1.4 THE PANDEMIC THREAT
A pandemic is a global disease outbreak. An influenza pandemic occurs when a new
influenza A virus emerges for which there is little or no immunity in the human population, begins to cause serious illness and then spreads easily person-to-person worldwide. Three such pandemics have occurred in the last century; in 1918, 1957, and 1968 each causing millions of deaths. Each of these pandemics was preceded by development of a new virus through re-assortment of the human and animal influenza virus genes.
1918: Spanish Flu
The Spanish Influenza (H1N1) pandemic is the catastrophe against which all modern
pandemics are measured. It is estimated that approximately 20 to 40 percent of the
worldwide population became ill and that over 40 million people died. One of the most
unusual aspects of the Spanish flu was its ability to kill young adults. The reasons for this remain uncertain. With the Spanish flu, mortality rates were high among healthy adults as well as the usual high-risk groups. The attack rate and mortality was highest among adults 20 to 50 years old. The severity of that virus has not been seen again.
1957: Asian Flu
In February 1957, the Asian influenza (H2N2) pandemic was first identified in the Far East. Immunity to this strain was rare in people less than 65 years of age, and a pandemic was predicted. In preparation, vaccine production began in late May 1957, and health officials increased surveillance for influenza outbreaks.
Unlike the virus that caused the 1918 pandemic, the 1957 pandemic virus was quickly
identified, due to advances in scientific technology. Vaccine was available in limited supply by August 1957. Although the Asian influenza pandemic was not as devastating as the Spanish one, there were at least 70,000 U.S. deaths and 1-2 million deaths worldwide.
1968: Hong Kong Flu
In early 1968, the Hong Kong influenza (H3N2) pandemic was first detected in Hong Kong.

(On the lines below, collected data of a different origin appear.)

use deferflow::jobs::Job;
use serde::Deserialize;
use std::{collections::HashMap, pin::Pin, sync::Arc, time::Duration};
use tokio::time::timeout;

pub type BoxFuture<'a, T> = Pin<Box<dyn std::future::Future<Output = T> + Send + 'a>>;
type HandlerFn = dyn for<'a> Fn(&'a Job, &'a TaskContext) -> BoxFuture<'a, Result<(), TaskError>>
    + Send
    + Sync;

#[derive(Debug)]
pub struct TaskError {
    pub code: &'static str,
    pub message: String,
}

impl TaskError {
    pub fn new(code: &'static str, message: impl Into<String>) -> Self {
        Self {
            code,
            message: message.into(),
        }
    }
}

#[derive(Clone)]
pub struct TaskContext {
    pub worker_id: String,
}

#[derive(Clone)]
pub struct TaskEntry {
    handler: Arc<HandlerFn>,
    timeout: Option<Duration>,
}

impl TaskEntry {
    pub async fn run(&self, job: &Job, ctx: &TaskContext) -> Result<(), TaskError> {
        let fut = (self.handler)(job, ctx);
        match self.timeout {
            Some(dur) => timeout(dur, fut).await.unwrap_or_else(|_| {
                Err(TaskError::new(
                    "TIMEOUT",
                    format!("task timeout after {}ms", dur.as_millis()),
                ))
            }),
            None => fut.await,
        }
    }
}

/// Task name -> code to run.
#[derive(Clone, Default)]
pub struct TaskRegistry {
    tasks: HashMap<String, TaskEntry>,
}

impl TaskRegistry {
    pub fn new() -> Self {
        Self::default()
    }

    pub fn register<F>(&mut self, task_name: &str, handler: F, timeout: Option<Duration>)
    where
        F: for<'a> Fn(&'a Job, &'a TaskContext) -> BoxFuture<'a, Result<(), TaskError>>
            + Send
            + Sync
            + 'static,
    {
        self.tasks.insert(
            task_name.to_string(),
            TaskEntry {
                handler: Arc::new(handler),
                timeout,
            },
        );
    }

    pub fn task_for(&self, task_name: &str) -> Option<&TaskEntry> {
        self.tasks.get(task_name)
    }

    pub fn task_names(&self) -> impl Iterator<Item = &str> {
        self.tasks.keys().map(String::as_str)
    }
}

#[derive(Deserialize)]
struct SumArgs {
    a: i64,
    b: i64,
}

fn parse_args<T: for<'de> Deserialize<'de>>(job: &Job) -> Result<T, TaskError> {
    serde_json::from_value(job.args.clone()).map_err(|e| TaskError::new("BAD_ARGS", e.to_string()))
}

fn boxed<'a, T>(fut: impl std::future::Future<Output = T> + Send + 'a) -> BoxFuture<'a, T> {
    Box::pin(fut)
}

pub fn build_registry() -> Arc<TaskRegistry> {
    let mut registry = TaskRegistry::new();

    registry.register(
        "sum",
        |job, ctx| {
            boxed(async move {
                let args: SumArgs = parse_args(job)?;
                let result = args.a.checked_add(args.b).ok_or_else(|| {
                    TaskError::new("BAD_ARGS", format!("{} + {} overflows", args.a, args.b))
                })?;
                tracing::info!(
                    job_id = job.id,
                    worker_id = %ctx.worker_id,
                    result,
                    "sum computed"
                );
                Ok(())
            })
        },
        Some(Duration::from_secs(5)),
    );

    registry.register(
        "sleep",
        |job, _ctx| {
            boxed(async move {
                let millis = job.args.get("millis").and_then(|v| v.as_u64()).unwrap_or(300);
                tokio::time::sleep(Duration::from_millis(millis)).await;
                Ok(())
            })
        },
        Some(Duration::from_secs(10)),
    );

    registry.register(
        "flaky",
        |_job, _ctx| {
            boxed(async move {
                if rand::random::<f64>() < 0.5 {
                    Err(TaskError::new("DEPENDENCY_DOWN", "simulated outage"))
                } else {
                    Ok(())
                }
            })
        },
        Some(Duration::from_secs(5)),
    );

    Arc::new(registry)
}

#[cfg(test)]
mod tests {
    use super::*;
    use deferflow::jobs::JobStatus;
    use serde_json::{json, Value};

    fn job(task_name: &str, args: Value) -> Job {
        Job {
            id: 1,
            queue_name: "default".to_string(),
            task_name: task_name.to_string(),
            lock: None,
            queueing_lock: None,
            args,
            status: JobStatus::Doing,
            scheduled_at: None,
            attempts: 0,
        }
    }

    fn ctx() -> TaskContext {
        TaskContext {
            worker_id: "test".to_string(),
        }
    }

    #[tokio::test]
    async fn sum_runs() {
        let registry = build_registry();
        let entry = registry.task_for("sum").unwrap();
        assert!(entry.run(&job("sum", json!({"a": 2, "b": 3})), &ctx()).await.is_ok());
    }

    #[tokio::test]
    async fn sum_overflow_is_bad_args() {
        let registry = build_registry();
        let entry = registry.task_for("sum").unwrap();

        let err = entry
            .run(&job("sum", json!({"a": i64::MAX, "b": 1})), &ctx())
            .await
            .unwrap_err();
        assert_eq!(err.code, "BAD_ARGS");
    }

    #[tokio::test]
    async fn sum_with_missing_args_is_bad_args() {
        let registry = build_registry();
        let entry = registry.task_for("sum").unwrap();

        let err = entry.run(&job("sum", json!({})), &ctx()).await.unwrap_err();
        assert_eq!(err.code, "BAD_ARGS");
    }
}
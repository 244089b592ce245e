pub mod pagination;
pub mod timeline;
pub mod window;
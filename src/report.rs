use std::fmt;

use chrono::{DateTime, Utc};
use serde::{Deserialize, Serialize};

#[derive(Clone, Copy, Debug, PartialEq, Eq, PartialOrd, Ord, Hash, Serialize, Deserialize)]
#[serde(transparent)]
pub struct ActionId(pub u64);

impl fmt::Display for ActionId {
    fn fmt(&self, f: &mut fmt::Formatter<'_>) -> fmt::Result {
        write!(f, "{}", self.0)
    }
}

#[derive(Clone, Copy, Debug, Default, PartialEq, Eq, PartialOrd, Ord, Hash, Serialize, Deserialize)]
#[serde(transparent)]
pub struct AccountId(pub u64);

impl fmt::Display for AccountId {
    fn fmt(&self, f: &mut fmt::Formatter<'_>) -> fmt::Result {
        write!(f, "{}", self.0)
    }
}

#[derive(Clone, Debug, PartialEq, Eq, Hash, Serialize, Deserialize)]
#[serde(tag = "type", rename_all = "camelCase")]
pub enum ActionPayload {
    Text { body: String },
    Attachment { name: String, url: String },
    /// Membership changes, renames and the like. Never grouped with neighbours.
    SystemEvent { description: String },
}

#[derive(Clone, Debug, Default, PartialEq, Eq, Hash, Serialize, Deserialize)]
#[serde(rename_all = "camelCase")]
pub enum DeliveryStatus {
    #[default]
    Sent,
    /// Optimistically added, not yet confirmed by the server.
    Pending,
    Error(String),
}

/// One entry of a report's timeline.
#[derive(Clone, Debug, PartialEq, Eq, Hash, Serialize, Deserialize)]
#[serde(rename_all = "camelCase")]
pub struct ReportAction {
    pub id: ActionId,
    pub created: DateTime<Utc>,
    pub actor: AccountId,
    pub payload: ActionPayload,
    #[serde(default)]
    pub status: DeliveryStatus,
}

impl ReportAction {
    pub fn is_system(&self) -> bool {
        matches!(self.payload, ActionPayload::SystemEvent { .. })
    }

    pub fn cursor(&self) -> Cursor {
        Cursor {
            id: self.id,
            created: self.created,
        }
    }
}

#[derive(Clone, Debug, Default, Serialize, Deserialize)]
#[serde(rename_all = "camelCase")]
pub struct Report {
    pub id: u64,
    pub name: String,
    pub participants: Vec<AccountId>,
    /// Archived or closed reports get a placeholder footer instead of a composer.
    #[serde(default)]
    pub is_archived: bool,
}

#[derive(Clone, Debug, Default, Serialize, Deserialize)]
#[serde(rename_all = "camelCase")]
pub struct PersonalDetails {
    pub account_id: AccountId,
    pub display_name: String,
    pub login: String,
}

/// A batch of actions returned by a loader.
#[derive(Clone, Debug, Default, Serialize, Deserialize)]
#[serde(rename_all = "camelCase")]
pub struct Page {
    pub actions: Vec<ReportAction>,
    pub has_more: bool,
}

/// Boundary of the loaded range in one direction.
#[derive(Clone, Copy, Debug, PartialEq, Eq, Serialize, Deserialize)]
pub struct Cursor {
    pub id: ActionId,
    pub created: DateTime<Utc>,
}

/// Which end of the sequence holds the newest action.
#[derive(Clone, Copy, Debug, Default, PartialEq, Eq, Serialize, Deserialize)]
pub enum SortOrder {
    /// Index 0 is the oldest action; older pages are prepended.
    #[default]
    OldestFirst,
    /// Index 0 is the newest action (inverted chat list); older pages are appended.
    NewestFirst,
}

#[derive(Clone, Copy, Debug, PartialEq, Eq, Hash)]
pub enum Direction {
    Older,
    Newer,
}

impl Direction {
    pub fn label(self) -> &'static str {
        match self {
            Direction::Older => "older",
            Direction::Newer => "newer",
        }
    }
}

impl SortOrder {
    /// Whether `direction` maps to the start (offset 0) of the content.
    pub fn is_leading(self, direction: Direction) -> bool {
        matches!(
            (self, direction),
            (SortOrder::OldestFirst, Direction::Older) | (SortOrder::NewestFirst, Direction::Newer)
        )
    }
}
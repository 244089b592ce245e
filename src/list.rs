//! The report action list component.
//!
//! Owns the ordered sequence of a report's actions, mounts only the rows near
//! the viewport, requests older and newer pages from an [`ActionLoader`] as
//! the viewport approaches either loaded boundary, and keeps the reader's
//! place whenever content moves underneath them.

pub mod anchor;
pub mod footer;
pub mod heights;
pub mod item;
pub mod virtualizer;

use std::collections::{HashMap, HashSet};
use std::sync::Arc;
use std::time::{Duration, Instant};

use crate::config::{DevSettings, ListSettings};
use crate::data::source::{ActionLoader, LoadResult};
use crate::data::timeline::{self, is_strictly_sorted, TimelineSnapshot};
use crate::dev::{fingerprint, RenderStats, RenderTracker};
use crate::message::{LayoutEvent, Message, ScrollEvent};
use crate::report::{AccountId, ActionId, Direction, PersonalDetails, Report, ReportAction, SortOrder};
use crate::state::pagination::{PaginationController, Resolution};
use crate::state::timeline::TimelineState;
use crate::state::window::LoadWindow;
use crate::task::Task;

use footer::Footer;
use item::{author_name, default_translate, time_label, RenderedItem, RowProps, Translate, CHAT_MESSAGE_HINT};
use virtualizer::{MountedItem, Viewport, Virtualizer};

pub const TEST_ID: &str = "report-actions-list";

/// Tolerance when deciding whether the viewport sits on an edge.
const EDGE_EPSILON: f64 = 1.0;

pub type ScrollCallback = Box<dyn FnMut(&ScrollEvent) + Send>;
pub type LayoutCallback = Box<dyn FnMut(&LayoutEvent) + Send>;

/// Everything the list is configured with.
pub struct ListProps {
    pub report: Report,
    pub sorted_actions: Vec<ReportAction>,
    pub personal_details: HashMap<AccountId, PersonalDetails>,
    pub current_user: PersonalDetails,
    pub loader: Arc<dyn ActionLoader>,
    pub has_more_older: bool,
    pub has_more_newer: bool,
    pub on_scroll: Option<ScrollCallback>,
    pub on_layout: Option<LayoutCallback>,
    pub settings: ListSettings,
    pub dev: DevSettings,
    pub translate: Option<Translate>,
}

impl ListProps {
    /// Defaults for a report opened at its newest action.
    pub fn new(report: Report, sorted_actions: Vec<ReportAction>, loader: Arc<dyn ActionLoader>) -> Self {
        Self {
            report,
            sorted_actions,
            personal_details: HashMap::new(),
            current_user: PersonalDetails::default(),
            loader,
            has_more_older: true,
            has_more_newer: false,
            on_scroll: None,
            on_layout: None,
            settings: ListSettings::default(),
            dev: DevSettings::default(),
            translate: None,
        }
    }
}

/// A mounted row plus what it was last drawn from.
#[derive(Clone, Copy, Debug)]
struct Row {
    item: MountedItem,
    needs_render: bool,
}

/// Output of [`ReportActionsList::view`].
#[derive(Clone, Debug)]
pub struct RenderedList {
    pub test_id: &'static str,
    pub items: Vec<RenderedItem>,
    pub content_height: f64,
    pub scroll_offset: f64,
    pub viewport_height: f64,
    /// Placeholder rows at the older edge while a page is loading.
    pub older_placeholder: bool,
    pub newer_placeholder: bool,
    pub show_new_messages: bool,
    pub footer: Footer,
    pub context_menu: Option<ActionId>,
}

impl RenderedList {
    pub fn find_all_by_label(&self, label: &str) -> Vec<&RenderedItem> {
        self.items
            .iter()
            .filter(|i| i.accessibility_label == label)
            .collect()
    }

    /// First row that intersects the viewport.
    pub fn first_visible(&self) -> Option<&RenderedItem> {
        let bottom = self.scroll_offset + self.viewport_height;
        self.items
            .iter()
            .find(|i| i.top + i.height > self.scroll_offset && i.top < bottom)
    }
}

pub struct ReportActionsList {
    report: Report,
    personal_details: HashMap<AccountId, PersonalDetails>,
    current_user: PersonalDetails,
    loader: Arc<dyn ActionLoader>,
    on_scroll: Option<ScrollCallback>,
    on_layout: Option<LayoutCallback>,
    settings: ListSettings,
    translate: Translate,
    timeline: TimelineState,
    virtualizer: Virtualizer,
    pagination: PaginationController,
    viewport: Viewport,
    rows: Vec<Row>,
    drawn: HashMap<ActionId, u64>,
    tracker: RenderTracker,
}
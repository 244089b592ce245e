//! The data side of the list: ordering and merging of report actions, the
//! loader seam, and an in-memory history.

pub mod mock;
pub mod source;
pub mod timeline;
use std::collections::HashMap;
use std::sync::Arc;

use chrono::{DateTime, Utc};

use crate::list::virtualizer::SlotId;
use crate::report::{AccountId, ActionId, ActionPayload, DeliveryStatus, PersonalDetails, ReportAction};

pub const CHAT_MESSAGE_HINT: &str = "accessibilityHints.chatMessage";

/// Resolves a localization key to display text.
pub type Translate = Arc<dyn Fn(&str) -> String + Send + Sync>;

/// English fallback for the keys the list uses.
pub fn default_translate() -> Translate {
    Arc::new(|key: &str| match key {
        CHAT_MESSAGE_HINT => "Chat message".to_string(),
        other => other.to_string(),
    })
}

pub fn author_name(details: &HashMap<AccountId, PersonalDetails>, actor: AccountId) -> String {
    match details.get(&actor) {
        Some(d) if !d.display_name.is_empty() => d.display_name.clone(),
        Some(d) if !d.login.is_empty() => d.login.clone(),
        _ => format!("Account {actor}"),
    }
}

pub fn time_label(created: DateTime<Utc>) -> String {
    created.format("%H:%M").to_string()
}

/// A mounted row as the host draws it.
#[derive(Clone, Debug, PartialEq)]
pub struct RenderedItem {
    pub id: ActionId,
    pub index: usize,
    pub slot: SlotId,
    pub top: f64,
    pub height: f64,
    /// `height` is a real measurement. Rows still on an estimate expect an
    /// `ItemMeasured` reply once drawn.
    pub measured: bool,
    pub accessibility_label: String,
    pub author: String,
    pub time_label: String,
    pub payload: ActionPayload,
    pub status: DeliveryStatus,
    pub is_own: bool,
    /// Folded under the previous row's author header.
    pub is_grouped: bool,
    /// Props changed (or the row just entered) since it was last drawn.
    pub needs_render: bool,
}

/// What a row render depends on, hashed to decide whether it must redraw.
#[derive(Hash)]
pub struct RowProps<'a> {
    pub action: &'a ReportAction,
    pub author: &'a str,
    pub is_grouped: bool,
    pub is_own: bool,
}

#[cfg(test)]
mod tests {
    use super::*;

    use chrono::TimeZone;

    #[test]
    fn author_falls_back_to_login_then_account() {
        let mut details = HashMap::new();
        details.insert(
            AccountId(1),
            PersonalDetails {
                account_id: AccountId(1),
                display_name: String::new(),
                login: "one@test.com".into(),
            },
        );
        assert_eq!(author_name(&details, AccountId(1)), "one@test.com");
        assert_eq!(author_name(&details, AccountId(9)), "Account 9");
    }

    #[test]
    fn translate_resolves_chat_hint() {
        let t = default_translate();
        assert_eq!(t(CHAT_MESSAGE_HINT), "Chat message");
        assert_eq!(t("unknown.key"), "unknown.key");
    }

    #[test]
    fn time_label_is_hours_and_minutes() {
        let created = Utc.with_ymd_and_hms(2024, 3, 1, 9, 5, 0).unwrap();
        assert_eq!(time_label(created), "09:05");
    }
}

The number of death for this pandemic was 34,000 in the U.S. and 700,000 deaths worldwide which was less than half of the deaths in USA during the Asian flu pandemic, making it the mildest pandemic in the 20th century. There could be several reasons why fewer people died due to this virus. First, the Hong Kong flu virus was similar in some ways to the Asian flu virus that circulated between 1957 and 1968. Earlier infections by the Asian flu virus might have provided some immunity against
the Hong Kong flu virus that may have helped to reduce the severity of illness during the Hong Kong pandemic. Also, improved medical care and antibiotics that are more effective for secondary bacterial infections were available for those who became ill thus reducing the fatality.